* _Task brief_
Give back the listing underneath, unchanged and complete.

* _Supplied data_
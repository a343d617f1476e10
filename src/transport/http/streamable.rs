//! Streamable HTTP endpoint: `POST`, `GET` and `DELETE` on `/mcp`.

use super::HttpState;
use super::headers::{
    LAST_EVENT_ID_HEADER, SessionHeader, accepts_event_stream, bad_request, header_str,
    internal_error, session_header, with_session_header,
};
use super::sse;
use crate::event_store::domain::{Event, SequenceNumber};
use crate::event_store::ports::EventStoreError;
use crate::protocol::{InboundMessage, decode_message};
use crate::session::domain::{CloseOutcome, SessionError, SessionId, TransportBinding};
use crate::session::services::EventSubscription;
use axum::Json;
use axum::body::Bytes;
use axum::extract::State;
use axum::http::{HeaderMap, StatusCode};
use axum::response::{IntoResponse, Response};
use std::sync::Arc;
use tracing::{debug, info, warn};

const NO_VALID_SESSION: &str = "No valid session ID provided";
const INVALID_SESSION: &str = "Invalid or missing session ID";

/// Handles one client-to-server message.
pub(super) async fn post(
    State(state): State<HttpState>,
    headers: HeaderMap,
    body: Bytes,
) -> Response {
    let message = match decode_message(&body) {
        Ok(message) => message,
        Err(err) => {
            debug!(error = %err, "rejecting undecodable POST body");
            return (StatusCode::BAD_REQUEST, Json(err.into_response())).into_response();
        }
    };

    match session_header(&headers) {
        SessionHeader::Present(id) if state.sessions.lookup(id).is_ok() => {
            match exchange(&state, id, &message).await {
                Ok(event) => reply(event, id, &headers),
                Err(response) => response,
            }
        }
        SessionHeader::Missing if message.is_initialize() => open(&state, &message, &headers).await,
        _ => bad_request(NO_VALID_SESSION),
    }
}

/// Opens a session for an `initialize` request.
async fn open(state: &HttpState, message: &InboundMessage, headers: &HeaderMap) -> Response {
    let session = match state.sessions.create_session(TransportBinding::HttpStream) {
        Ok(session) => session,
        Err(err @ SessionError::IdExhausted { .. }) => {
            warn!(error = %err, "initialize lost a session id race");
            return bad_request("Session ID already in use");
        }
        Err(err) => {
            warn!(error = %err, "failed to create session");
            return internal_error();
        }
    };
    let id = session.id();

    match exchange(state, id, message).await {
        Ok(Some(event)) if event.payload().is_error() => {
            discard(state, id);
            deliver(&event, headers)
        }
        Ok(event) => {
            info!(session_id = %id, "session initialized");
            reply(event, id, headers)
        }
        Err(response) => {
            discard(state, id);
            response
        }
    }
}

fn discard(state: &HttpState, id: SessionId) {
    if let Err(err) = state.sessions.close(id) {
        warn!(session_id = %id, error = %err, "failed to discard session");
    }
}

/// Dispatches under the session's lane and records the response.
async fn exchange(
    state: &HttpState,
    id: SessionId,
    message: &InboundMessage,
) -> Result<Option<Event>, Response> {
    let lane = state
        .sessions
        .dispatch_lane(id)
        .map_err(|_| bad_request(NO_VALID_SESSION))?;
    let _turn = lane.lock().await;

    let Some(response) = state.dispatcher.handle_inbound(message).await else {
        return Ok(None);
    };
    state
        .sessions
        .record(id, response)
        .map(Some)
        .map_err(|err| session_failure(id, &err))
}

fn session_failure(id: SessionId, err: &SessionError) -> Response {
    if matches!(err, SessionError::NotFound(_)) {
        bad_request("Session terminated")
    } else {
        warn!(session_id = %id, error = %err, "failed to record response");
        internal_error()
    }
}

fn reply(event: Option<Event>, id: SessionId, headers: &HeaderMap) -> Response {
    let response = event.map_or_else(
        || StatusCode::ACCEPTED.into_response(),
        |recorded| deliver(&recorded, headers),
    );
    with_session_header(response, id)
}

fn deliver(event: &Event, headers: &HeaderMap) -> Response {
    if accepts_event_stream(headers) {
        sse::single(event)
    } else {
        Json(event.payload()).into_response()
    }
}

/// Opens the server-to-client event stream for a session.
pub(super) async fn get(State(state): State<HttpState>, headers: HeaderMap) -> Response {
    let SessionHeader::Present(id) = session_header(&headers) else {
        return bad_request(INVALID_SESSION);
    };

    let parsed = header_str(&headers, &LAST_EVENT_ID_HEADER)
        .map(str::parse::<SequenceNumber>)
        .transpose();
    let Ok(cursor) = parsed else {
        return bad_request("Invalid Last-Event-ID");
    };

    let subscription = match cursor {
        Some(after) => state.sessions.attach(id, after),
        None => state
            .sessions
            .subscribe_events(id)
            .map(|live| EventSubscription {
                backlog: Vec::new(),
                live,
            }),
    };

    match subscription {
        Ok(subscription) => {
            debug!(
                session_id = %id,
                replayed = subscription.backlog.len(),
                "event stream attached"
            );
            sse::attached(
                Arc::clone(&state.sessions),
                id,
                cursor.unwrap_or(SequenceNumber::ORIGIN),
                subscription,
                state.keep_alive,
            )
        }
        Err(SessionError::NotFound(_)) => bad_request(INVALID_SESSION),
        Err(SessionError::EventStore(EventStoreError::CursorExpired { cursor, oldest, .. })) => {
            bad_request(&format!(
                "Event cursor {cursor} has expired; oldest retained event is {oldest}"
            ))
        }
        Err(err) => {
            warn!(session_id = %id, error = %err, "failed to attach event stream");
            internal_error()
        }
    }
}

/// Terminates a session.
pub(super) async fn delete(State(state): State<HttpState>, headers: HeaderMap) -> Response {
    let SessionHeader::Present(id) = session_header(&headers) else {
        return bad_request(INVALID_SESSION);
    };

    match state.sessions.close(id) {
        Ok(CloseOutcome::Closed) => StatusCode::OK.into_response(),
        Ok(CloseOutcome::AlreadyClosed) => {
            debug!(session_id = %id, "session already closed");
            StatusCode::OK.into_response()
        }
        Err(SessionError::NotFound(_)) => bad_request(INVALID_SESSION),
        Err(err) => {
            warn!(session_id = %id, error = %err, "failed to close session");
            internal_error()
        }
    }
}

* _Exercise output_
repository a343d617f1476e10
filename src/transport/http/streamable.rs
//! Streamable HTTP endpoint: `POST`, `GET` and `DELETE` on `/mcp`.

use super::HttpState;
use super::headers::{
    LAST_EVENT_ID_HEADER, SessionHeader, accepts_event_stream, bad_request, header_str,
    internal_error, session_header, with_session_header,
};
use super::sse;
use crate::event_store::domain::{Event, SequenceNumber};
use crate::event_store::ports::EventStoreError;
use crate::protocol::{InboundMessage, decode_message};
use crate::session::domain::{CloseOutcome, SessionError, SessionId, TransportBinding};
use crate::session::services::EventSubscription;
use axum::Json;
use axum::body::Bytes;
use axum::extract::State;
use axum::http::{HeaderMap, StatusCode};
use axum::response::{IntoResponse, Response};
use std::sync::Arc;
use tracing::{debug, info, warn};

const NO_VALID_SESSION: &str = "No valid session ID provided";
const INVALID_SESSION: &str = "Invalid or missing session ID";

/// Handles one client-to-server message.
pub(super) async fn post(
    State(state): State<HttpState>,
    headers: HeaderMap,
    body: Bytes,
) -> Response {
    let message = match decode_message(&body) {
        Ok(message) => message,
        Err(err) => {
            debug!(error = %err, "rejecting undecodable POST body");
            return (StatusCode::BAD_REQUEST, Json(err.into_response())).into_response();
        }
    };

    match session_header(&headers) {
        SessionHeader::Present(id) if state.sessions.lookup(id).is_ok() => {
            match exchange(&state, id, &message).await {
                Ok(event) => reply(event, id, &headers),
                Err(response) => response,
            }
        }
        SessionHeader::Missing if message.is_initialize() => open(&state, &message, &headers).await,
        _ => bad_request(NO_VALID_SESSION),
    }
}

/// Opens a session for an `initialize` request.
async fn open(state: &HttpState, message: &InboundMessage, headers: &HeaderMap) -> Response {
    let session = match state.sessions.create_session(TransportBinding::HttpStream) {
        Ok(session) => session,
        Err(err @ SessionError::IdExhausted { .. }) => {
            warn!(error = %err, "initialize lost a session id race");
            return bad_request("Session ID already in use");
        }
        Err(err) => {
            warn!(error = %err, "failed to create session");
            return internal_error();
        }
    };
    let id = session.id();

    match exchange(state, id, message).await {
        Ok(Some(event)) if event.payload().is_error() => {
            discard(state, id);
            deliver(&event, headers)
        }
        Ok(event) => {
            info!(session_id = %id, "session initialized");
            reply(event, id, headers)
        }
        Err(response) => {
            discard(state, id);
            response
        }
    }
}

fn discard(state: &HttpState, id: SessionId) {
    if let Err(err) = state.sessions.close(id) {
        warn!(session_id = %id, error = %err, "failed to discard session");
    }
}

/// Dispatches under the session's lane and records the response.
async fn exchange(
    state: &HttpState,
    id: SessionId,
    message: &InboundMessage,
) -> Result<Option<Event>, Response> {
    let lane = state
        .sessions
        .dispatch_lane(id)
        .map_err(|_| bad_request(NO_VALID_SESSION))?;
    let _turn = lane.lock().await;

    let Some(response) = state.dispatcher.handle_inbound(message).await else {
        return Ok(None);
    };
    state
        .sessions
        .record(id, response)
        .map(Some)
        .map_err(|err| session_failure(id, &err))
}

fn session_failure(id: SessionId, err: &SessionError) -> Response {
    if matches!(err, SessionError::NotFound(_)) {
        bad_request("Session terminated")
    } else {
        warn!(session_id = %id, error = %err, "failed to record response");
        internal_error()
    }
}

fn reply(event: Option<Event>, id: SessionId, headers: &HeaderMap) -> Response {
    let response = event.map_or_else(
        || StatusCode::ACCEPTED.into_response(),
        |recorded| deliver(&recorded, headers),
    );
    with_session_header(response, id)
}

fn deliver(event: &Event, headers: &HeaderMap) -> Response {
    if accepts_event_stream(headers) {
        sse::single(event)
    } else {
        Json(event.payload()).into_response()
    }
}

/// Opens the server-to-client event stream for a session.
pub(super) async fn get(State(state): State<HttpState>, headers: HeaderMap) -> Response {
    let SessionHeader::Present(id) = session_header(&headers) else {
        return bad_request(INVALID_SESSION);
    };

    let parsed = header_str(&headers, &LAST_EVENT_ID_HEADER)
        .map(str::parse::<SequenceNumber>)
        .transpose();
    let Ok(cursor) = parsed else {
        return bad_request("Invalid Last-Event-ID");
    };

    let subscription = match cursor {
        Some(after) => state.sessions.attach(id, after),
        None => state
            .sessions
            .subscribe_events(id)
            .map(|live| EventSubscription {
                backlog: Vec::new(),
                live,
            }),
    };

    match subscription {
        Ok(subscription) => {
            debug!(
                session_id = %id,
                replayed = subscription.backlog.len(),
                "event stream attached"
            );
            sse::attached(
                Arc::clone(&state.sessions),
                id,
                cursor.unwrap_or(SequenceNumber::ORIGIN),
                subscription,
                state.keep_alive,
            )
        }
        Err(SessionError::NotFound(_)) => bad_request(INVALID_SESSION),
        Err(SessionError::EventStore(EventStoreError::CursorExpired { cursor, oldest, .. })) => {
            bad_request(&format!(
                "Event cursor {cursor} has expired; oldest retained event is {oldest}"
            ))
        }
        Err(err) => {
            warn!(session_id = %id, error = %err, "failed to attach event stream");
            internal_error()
        }
    }
}

/// Terminates a session.
pub(super) async fn delete(State(state): State<HttpState>, headers: HeaderMap) -> Response {
    let SessionHeader::Present(id) = session_header(&headers) else {
        return bad_request(INVALID_SESSION);
    };

    match state.sessions.close(id) {
        Ok(CloseOutcome::Closed) => StatusCode::OK.into_response(),
        Ok(CloseOutcome::AlreadyClosed) => {
            debug!(session_id = %id, "session already closed");
            StatusCode::OK.into_response()
        }
        Err(SessionError::NotFound(_)) => bad_request(INVALID_SESSION),
        Err(err) => {
            warn!(session_id = %id, error = %err, "failed to close session");
            internal_error()
        }
    }
}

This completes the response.